Think Tank

Technology and the Future of the Finance Function

In conversation with

Kedar Upadhye Manas Datta Manoj Tulsian ManojBhat Vinod Kumar
Kedar Upadhye, Global CFO, Cipla Manas Datta, CFO, Wockhardt Manoj Tulsian, CFO, JMC Projects Manoj Bhat, CFO, Tech Mahindra Vinod Kumar, CFO&CHRO, Kirloskar Oil Engines

Looking back to how businesses have adopted technology over the last 20 years, it is often Finance that has taken a lead. Technology can transform the Finance function through improved planning and decision making, more streamlined processes and reduced resource utilisation. As CFOs increasingly move from controllership to business partnering, a mix of digitisation, automation and robotics can improve processes and create new efficiencies. Whether it is artificial intelligence (AI), machine learning (ML), the cloud or blockchain, advances in technology present huge opportunities.
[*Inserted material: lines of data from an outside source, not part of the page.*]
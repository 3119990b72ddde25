//! Storage shared by the graph's components.
//!
//! The registry maps each vertex value to its arena slot in insertion order. Vertices and
//! half-edges live in separate [`Pool`]s; every adjacency list is a singly linked list of
//! half-edge slots rooted at [`VertexNode::first_edge`].

use indexmap::IndexMap;
use rustc_hash::FxBuildHasher;

use super::node::{HalfEdge, HalfEdgeSlot, VertexNode, VertexSlot, VertexValue, Weight};
use crate::arena::Pool;
use crate::error::{GraphError, Result};

pub(crate) type Registry<T> = IndexMap<T, VertexSlot, FxBuildHasher>;

pub(crate) struct Store<T, W> {
    pub(crate) registry: Registry<T>,
    pub(crate) vertices: Pool<VertexNode<T>>,
    pub(crate) half_edges: Pool<HalfEdge<W>>,
    /// Next vertex index to hand out. Never decreases.
    pub(crate) next_id: u64,
    pub(crate) edge_count: usize,
}

impl<T, W> Store<T, W> {
    pub(crate) fn with_capacity(vertices: usize, edges: usize) -> Self {
        Self {
            registry: IndexMap::with_capacity_and_hasher(vertices, FxBuildHasher),
            vertices: Pool::with_capacity(vertices),
            half_edges: Pool::with_capacity(edges * 2),
            next_id: 0,
            edge_count: 0,
        }
    }

    #[inline]
    pub(crate) fn vertex(&self, slot: VertexSlot) -> Option<&VertexNode<T>> {
        self.vertices.get(slot.get())
    }

    #[inline]
    pub(crate) fn vertex_mut(&mut self, slot: VertexSlot) -> Option<&mut VertexNode<T>> {
        self.vertices.get_mut(slot.get())
    }

    #[inline]
    pub(crate) fn half_edge(&self, slot: HalfEdgeSlot) -> Option<&HalfEdge<W>> {
        self.half_edges.get(slot.get())
    }

    #[inline]
    pub(crate) fn half_edge_mut(&mut self, slot: HalfEdgeSlot) -> Option<&mut HalfEdge<W>> {
        self.half_edges.get_mut(slot.get())
    }

    /// Walks the adjacency list of `owner`, head first.
    pub(crate) fn adjacency(&self, owner: VertexSlot) -> Adjacency<'_, T, W> {
        let curr = self.vertex(owner).and_then(|node| node.first_edge);
        Adjacency { store: self, curr }
    }

    /// Finds the half-edge `owner -> neighbor` by linear scan of `owner`'s list.
    pub(crate) fn find_half_edge(
        &self,
        owner: VertexSlot,
        neighbor: VertexSlot,
    ) -> Option<HalfEdgeSlot> {
        self.adjacency(owner)
            .find(|(_, edge)| edge.neighbor == neighbor)
            .map(|(slot, _)| slot)
    }
}

impl<T: VertexValue, W: Weight> Store<T, W> {
    /// Resolves a value to its slot.
    ///
    /// # Errors
    /// [`GraphError::VertexNotFound`] if the value is not registered.
    pub(crate) fn slot_of(&self, value: &T) -> Result<VertexSlot> {
        self.registry
            .get(value)
            .copied()
            .ok_or_else(|| GraphError::vertex_not_found(value))
    }
}

impl<T, W> Default for Store<T, W> {
    fn default() -> Self {
        Self::with_capacity(0, 0)
    }
}

/// Iterator over one vertex's half-edges, yielding `(slot, &half_edge)`.
pub(crate) struct Adjacency<'a, T, W> {
    store: &'a Store<T, W>,
    curr: Option<HalfEdgeSlot>,
}

impl<'a, T, W> Iterator for Adjacency<'a, T, W> {
    type Item = (HalfEdgeSlot, &'a HalfEdge<W>);

    fn next(&mut self) -> Option<Self::Item> {
        let slot = self.curr?;
        let edge = self.store.half_edge(slot)?;
        self.curr = edge.next;
        Some((slot, edge))
    }
}
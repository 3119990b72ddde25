//! Helpers built only on the [`SnapshotIterator`] contract.
//!
//! Each helper consumes elements from the cursor's current position onward, so calling
//! one after partial traversal only sees what is left.

use super::cursor::SnapshotIterator;

/// Advances to the end, collecting every element stepped over.
pub fn drain<I: SnapshotIterator>(iter: &mut I) -> Vec<I::Item> {
    let mut out = Vec::with_capacity(iter.size());
    while iter.has_next() {
        match iter.advance() {
            Ok(item) => out.push(item.clone()),
            Err(_) => break,
        }
    }
    out
}

/// Advances to the end, returning how many elements were stepped over.
pub fn count<I: SnapshotIterator>(iter: &mut I) -> usize {
    let mut n = 0;
    while iter.has_next() && iter.advance().is_ok() {
        n += 1;
    }
    n
}

/// Advances until `pred` matches and returns a copy of the matching element.
///
/// On a match the cursor stays on it, so [`SnapshotIterator::current`] returns the same
/// element. Returns `None` with the cursor at the end when nothing matches.
pub fn find<I, P>(iter: &mut I, mut pred: P) -> Option<I::Item>
where
    I: SnapshotIterator,
    P: FnMut(&I::Item) -> bool,
{
    while iter.has_next() {
        let item = iter.advance().ok()?;
        if pred(item) {
            return Some(item.clone());
        }
    }
    None
}

#[cfg(test)]
mod tests {
    use super::*;
    use crate::iter::{BidirectionalIter, ForwardIter, ReverseIter};

    #[test]
    fn test_drain_from_current_position() {
        let mut it = ForwardIter::new(vec![1, 2, 3]);
        it.advance().unwrap();
        assert_eq!(drain(&mut it), vec![2, 3]);
        assert!(!it.has_next());
        assert!(drain(&mut it).is_empty());
    }

    #[test]
    fn test_count() {
        let mut it = ReverseIter::new(vec!['a', 'b', 'c']);
        assert_eq!(count(&mut it), 3);
        it.reset();
        assert_eq!(count(&mut it), it.size());
    }

    #[test]
    fn test_find_leaves_cursor_on_match() {
        let mut it = BidirectionalIter::new(vec![5, 8, 13, 21]);
        assert_eq!(find(&mut it, |x| x % 2 == 0), Some(8));
        assert_eq!(it.current(), Ok(&8));
        assert_eq!(find(&mut it, |x| *x > 100), None);
        assert!(!it.has_next());
    }
}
For their part, CFOs will need to better understand the potential of technology and start to incorporate it if they are to give their organisations a leading edge.

Technology can automate the more transactional processes within Finance but certain strategic areas will continue to rely on manual controls

The potential – and limits – of digitisation
The concept of a ‘digital Finance organisation’ raises questions about just how far the function can be automated and to what extent it can depend on technology. Clearly, it is easier to automate the more transactional areas such as accounts, cash, revenue, finance control planning and tax. Technology has simplified transactions management, including accounts receivable (AR) and accounts payable (AP). Thanks to digitisation, firms do not need devote as much time to activities such as quarterly closing, monthly closing or voucher-processing. However, in the more strategic areas – including treasury, risk management and audit – it is vital to have manual controls in place. On the whole, even as nothing can replace human acumen and experience, technology does create operational efficiencies.

Going forward, predictive analytics will play an important role

What lies ahead – for Finance…
Eventually, all processes that apply/depend on a fixed set of rules should be automated, freeing Finance professionals from such tasks. Further, advanced analytics, which may today seem of limited value – or may even sound like jargon to some – deserves consideration. In the world of tomorrow, one of the primary functions of Finance will be to ensure that the organisation can fully exploit internal/external cloud data, using it for predictive purposes. AI, ML and blockchain will help drive this transformation and move Finance away from its traditional controllership role.

Finance needs to create a ‘data environment’ where each business unit can ‘pull’ out data based on its individual needs

…and for the broader environment
Technology has an equally transformational role to play at the company level and Finance must help guide this change. However, it is important to bear in mind what ‘digitisation’ implies. No company can claim to have ‘digitised’ simply because it has automated transaction-processing or adopted data-visualisation techniques. To create a true ‘data environment,’ where Finance can feed every business unit with the right data at the right time, it must go a step further. For decades, Finance was a ‘provider’ of data, which it tended to ‘push’ onto the business. Going forward, what it needs to create is a ‘pull mechanism’ that allows individual business units to define their data needs, based on specific KPIs/KRAs. More broadly, what is required is a mindset/cultural shift that enables Finance to truly partner with each business unit on its data needs. Some companies go even further, building an ecosystem where each user defines how they would like to view information, but without any interference from Finance.

Tech investments must not be viewed purely from an ROI/payback criterion

The question of payback
Organisations typically expect a large ‘payback’ on their technology investments. One global tech major, for instance, expects that its investments in AI and robotics will help cut its current headcount of 150,000 to just 5,000 in 5 years. Yet, even as advances in technology often bring quantifiable benefits, it is important to not focus excessively on ROIs or payback. Having a technological edge actually enables something greater: business sustainability and more efficient operations. To that end, top management sponsorship and endorsement are key. Ultimately, this is what enables forward-looking investments that help the company keep pace or even lead global trends.

Cipla is a good example of gradual but fundamental digitisation

Cipla’s journey towards digitisation
When Cipla embarked on its digital journey around 5 years ago, the focus was on setting up the core IT infrastructure in terms of transaction processing systems for each function. It went on to transform the underlying systems after giving careful thought to parameters such as efficiency, productivity, resource optimisation and the multiple decisions that get made at each location for each function. Cipla’s transformation involved taking its entire infrastructure to the cloud and ensuring that the hardware kept pace. The company is now on a journey to pivot to the new aspects of digitisation, including advanced analytics, AI, ML and blockchain, while retaining focus on its core digitised transaction processing systems.